Nel 1997 si ebbe il dominio brasiliano. Si giocò ancora in Arabia Saudita, a dicembre. Difficile pensare di fermare una formazione composta da Dida, Roberto Carlos, Cafu, Dunga, Denilson, Ronaldo e Romario. Finalmente 8 squadre: Brasile, Australia, Messico, Arabia Saudita, Repubblica Ceca, Uruguay, Emirati Arabi e Sudafrica. La finale fu a senso unico, con il Brasile che schiacciò i canguri 6-0 dopo che nel girone eliminatorio finì con un sorprendente 0-0. Romario segnò 7 gol in 5 partite, Denilson fu eletto giocatore del torneo. A Repubblica Ceca e Uruguay le briciole del podio.

 

Il trionfo del Messico nel 1999

Quella del 1999 fu un'edizione messicana. In tutti i sensi. Vinsero infatti i padroni di casa guidati da Lapuente e dal suo offensivo 3-4-3. Campos in porta, il solido Claudio Suarez in difesa e la coppia Blanco-Hernandez davanti erano i perni dei Tricolores. Edizione estiva, a cavallo tra luglio e agosto. Parteciparono anche Arabia Saudita, Bolivia, Egitto, Brasile, Usa, Germania e Nuova Zelanda. La finale allo stadio Azteca (110 mila persone) finì 4-3 per il Messico contro il Brasile. Sette gol in 63 minuti e poi oltre venti di sofferenza per il pubblico locale. C'era anche Ronaldinho (miglior giocatore del torneo), capocannoniere con 6 gol insieme al saudita Al Otaibi e a Blanco.
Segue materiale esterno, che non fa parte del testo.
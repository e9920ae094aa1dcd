//! Content document model

use serde::Serialize;

use super::FrontMatter;

/// One markdown file as seen by the post listing and the feed
#[derive(Debug, Clone, Default, Serialize)]
pub struct Document {
    /// Path relative to the source directory
    pub source: String,

    /// Site URL (without hostname)
    pub url: String,

    /// Parsed front-matter
    pub frontmatter: FrontMatter,

    /// Markdown body after the front-matter, when requested
    pub src: Option<String>,

    /// Rendered HTML body, when requested
    pub html: Option<String>,
}

impl Document {
    /// Create a document with only front-matter and URL
    pub fn new(url: impl Into<String>, frontmatter: FrontMatter) -> Self {
        let url = url.into();
        Self {
            source: url.trim_start_matches('/').to_string(),
            url,
            frontmatter,
            ..Default::default()
        }
    }

    pub fn with_src(mut self, src: impl Into<String>) -> Self {
        self.src = Some(src.into());
        self
    }

    pub fn with_html(mut self, html: impl Into<String>) -> Self {
        self.html = Some(html.into());
        self
    }
}
//! Reading-time estimation

use lazy_static::lazy_static;
use regex::Regex;

/// CJK characters read per minute
const CJK_WPM: f64 = 350.0;

/// Latin words read per minute
const EN_WPM: f64 = 200.0;

lazy_static! {
    /// CJK Unified Ideographs and Extension A
    static ref CJK_CHAR: Regex = Regex::new(r"[\x{4E00}-\x{9FFF}\x{3400}-\x{4DBF}]").unwrap();
    static ref LATIN_WORD: Regex = Regex::new(r"[a-zA-Z]+").unwrap();
}

/// Estimate how long a text takes to read, e.g. `"3 min"`
///
/// CJK characters and Latin words are counted separately and weighted by
/// their own reading speed. The result is rounded and never below one
/// minute.
pub fn estimate_reading_time(text: &str) -> String {
    format!("{} min", reading_minutes(text))
}

/// Whole minutes behind [`estimate_reading_time`]
pub fn reading_minutes(text: &str) -> u64 {
    let cjk = CJK_CHAR.find_iter(text).count() as f64;
    let en = LATIN_WORD.find_iter(text).count() as f64;
    let minutes = (cjk / CJK_WPM + en / EN_WPM).round() as u64;
    minutes.max(1)
}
Terzi gli Usa e quarta l'Arabia Saudita. 

Nel 2001 si gioco in Corea e Giappone e vinse la Francia. Forse l'ultimo acuto del gruppo Mondiale ed Europeo. Senza Barthez e Zidane, ma con Wiltord, Desailly, Vieira e un sorprendente Carriere a centrocampo. Si giocò tra maggio e giugno. Oltre ai Galletti c'erano anche Australia, Corea, Messico, Giappone, Brasile, Camerun e Canada. La finale (derby in panchina fra Lemerre e Troussier, ct nipponico) tra Francia e Giappone fu decisa da un gol di Vieira. Il Brasile fu sconfitto nella finalina addirittura 1-0 dall'Australia con gol di Murphy.
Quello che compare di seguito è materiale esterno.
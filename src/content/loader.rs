//! Content loader - loads markdown documents from the source directory

use anyhow::{Context, Result};
use glob::{MatchOptions, Pattern};
use std::fs;
use std::path::Path;
use walkdir::{DirEntry, WalkDir};

use super::{Document, FrontMatter, MarkdownRenderer};
use crate::helpers::page_url;
use crate::Blog;

/// What to keep from each document besides its front-matter and URL
#[derive(Debug, Clone, Copy, Default, PartialEq, Eq)]
pub struct LoadOptions {
    /// Keep the markdown body in [`Document::src`]
    pub include_src: bool,
    /// Render the body into [`Document::html`]
    pub render: bool,
}

/// Loads content from the source directory
pub struct ContentLoader<'a> {
    blog: &'a Blog,
    pattern: Pattern,
    renderer: MarkdownRenderer,
}

impl<'a> ContentLoader<'a> {
    /// Create a new content loader
    pub fn new(blog: &'a Blog) -> Result<Self> {
        let pattern = Pattern::new(&blog.config.posts)
            .with_context(|| format!("Invalid posts pattern {:?}", blog.config.posts))?;
        Ok(Self {
            blog,
            pattern,
            renderer: MarkdownRenderer::new(),
        })
    }

    /// Load every document matching the posts pattern, ordered by path
    pub fn load(&self, options: LoadOptions) -> Result<Vec<Document>> {
        let source_dir = &self.blog.source_dir;
        if !source_dir.exists() {
            tracing::warn!("Source directory {:?} does not exist", source_dir);
            return Ok(Vec::new());
        }

        let match_options = MatchOptions {
            require_literal_separator: true,
            ..MatchOptions::new()
        };

        let mut documents = Vec::new();

        for entry in WalkDir::new(source_dir)
            .follow_links(true)
            .sort_by_file_name()
            .into_iter()
            .filter_entry(|e| e.depth() == 0 || !is_hidden(e))
            .filter_map(|e| e.ok())
        {
            let path = entry.path();
            if !path.is_file() {
                continue;
            }

            let relative = path.strip_prefix(source_dir).unwrap_or(path);
            if !self.pattern.matches_path_with(relative, match_options) {
                continue;
            }

            match self.load_document(path, relative, options) {
                Ok(doc) => documents.push(doc),
                Err(e) => {
                    tracing::warn!("Failed to load {:?}: {}", path, e);
                }
            }
        }

        tracing::debug!("Loaded {} documents from {:?}", documents.len(), source_dir);
        Ok(documents)
    }

    /// Load a single document from a file
    fn load_document(&self, path: &Path, relative: &Path, options: LoadOptions) -> Result<Document> {
        let content = fs::read_to_string(path)?;
        let (frontmatter, body) = FrontMatter::parse(&content)?;

        let source = relative.to_string_lossy().replace('\\', "/");
        let url = page_url(&source, self.blog.config.clean_urls);

        let src = options.include_src.then(|| body.to_string());
        let html = options.render.then(|| self.renderer.render(body));

        Ok(Document {
            source,
            url,
            frontmatter,
            src,
            html,
        })
    }
}

/// Dot-directories such as `.vitepress` hold site tooling, not content
fn is_hidden(entry: &DirEntry) -> bool {
    entry
        .file_name()
        .to_str()
        .map(|s| s.starts_with('.'))
        .unwrap_or(false)
}

#[cfg(test)]
mod tests {
    use super::*;
    use tempfile::TempDir;

    fn site(files: &[(&str, &str)], config: &str) -> (TempDir, Blog) {
        let dir = TempDir::new().unwrap();
        fs::write(dir.path().join("_config.yml"), config).unwrap();
        for (name, content) in files {
            let path = dir.path().join("doc").join(name);
            fs::create_dir_all(path.parent().unwrap()).unwrap();
            fs::write(path, content).unwrap();
        }
        let blog = Blog::new(dir.path()).unwrap();
        (dir, blog)
    }

    #[test]
    fn test_load_top_level_markdown() {
        let (_dir, blog) = site(
            &[
                ("b-post.md", "---\ntitle: B\ndate: 2025-01-02\n---\nHello **world**"),
                ("a-post.md", "---\ntitle: A\n---\nNo date"),
                ("index.md", "---\nlayout: home\n---\n"),
                ("notes/deep.md", "---\ntitle: Deep\n---\n"),
                (".vitepress/theme.md", "---\ntitle: Hidden\n---\n"),
                ("image.png", "not markdown"),
            ],
            "timezone: UTC\n",
        );

        let loader = ContentLoader::new(&blog).unwrap();
        let docs = loader.load(LoadOptions::default()).unwrap();

        let urls: Vec<_> = docs.iter().map(|d| d.url.as_str()).collect();
        assert_eq!(urls, vec!["/a-post.html", "/b-post.html", "/"]);
        assert!(docs.iter().all(|d| d.src.is_none() && d.html.is_none()));
        assert_eq!(docs[1].frontmatter.title.as_deref(), Some("B"));
        assert_eq!(docs[1].source, "b-post.md");
    }

    #[test]
    fn test_load_with_src_and_html() {
        let (_dir, blog) = site(
            &[("post.md", "---\ntitle: Post\ndate: 2025-01-02\n---\nHello **world**")],
            "clean_urls: true\n",
        );

        let loader = ContentLoader::new(&blog).unwrap();
        let docs = loader
            .load(LoadOptions {
                include_src: true,
                render: true,
            })
            .unwrap();

        assert_eq!(docs.len(), 1);
        assert_eq!(docs[0].url, "/post");
        assert_eq!(docs[0].src.as_deref(), Some("Hello **world**"));
        assert!(docs[0]
            .html
            .as_deref()
            .unwrap()
            .contains("<strong>world</strong>"));
    }

    #[test]
    fn test_recursive_pattern() {
        let (_dir, blog) = site(
            &[
                ("top.md", "top"),
                ("notes/index.md", "notes"),
                (".vitepress/config.md", "hidden"),
            ],
            "posts: \"**/*.md\"\n",
        );

        let loader = ContentLoader::new(&blog).unwrap();
        let docs = loader.load(LoadOptions::default()).unwrap();
        let urls: Vec<_> = docs.iter().map(|d| d.url.as_str()).collect();
        assert_eq!(urls, vec!["/notes/", "/top.html"]);
    }

    #[test]
    fn test_missing_source_dir() {
        let dir = TempDir::new().unwrap();
        let blog = Blog::new(dir.path()).unwrap();
        let loader = ContentLoader::new(&blog).unwrap();
        assert!(loader.load(LoadOptions::default()).unwrap().is_empty());
    }

    #[test]
    fn test_invalid_pattern() {
        let (_dir, blog) = site(&[], "posts: \"[\"\n");
        assert!(ContentLoader::new(&blog).is_err());
    }
}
La gioia francese del 2001

Nel 2003 arriva il bis della Francia, padrona di casa. Il successo di una Nazione schiaffeggiata l'anno prima al Mondiale nippocoreano (zero successi e zero gol fatti nel girone). Si giocò nel cuore di giugno. E' stata l'edizione segnata dalla morte di Foe. La finale fu proprio tra francesi e Camerun, a Saint Denis. Decise un gol di Herny (re dei bomber con 4 centri e miglior giocatore assoluto) nei supplementari. Le altre partecipanti erano Giappone, Turchia (terza alla fine), Usa, Brasile, Nuova Zelanda e Colombia (quarta).

La storia si chiude nel 2005, con l'edizione tedesca. Vinse il Brasile contro l'Argentina. Una superfinale che mantenne le attese solo sulla carta. Finì 4-1 per i Verdeoro. Parteciparono anche Tunisia, Germania (terza), Australia, Grecia, Giappone e Messico (quarto). A Francoforte Adriano (doppietta), Kakà e Ronaldinho annientarono l'Argentina di Aimar. L'Imperatore fu il capocannoniere della manifestazione e il miglior giocatore. Sembra passato un secolo... in realtà solo 4 anni.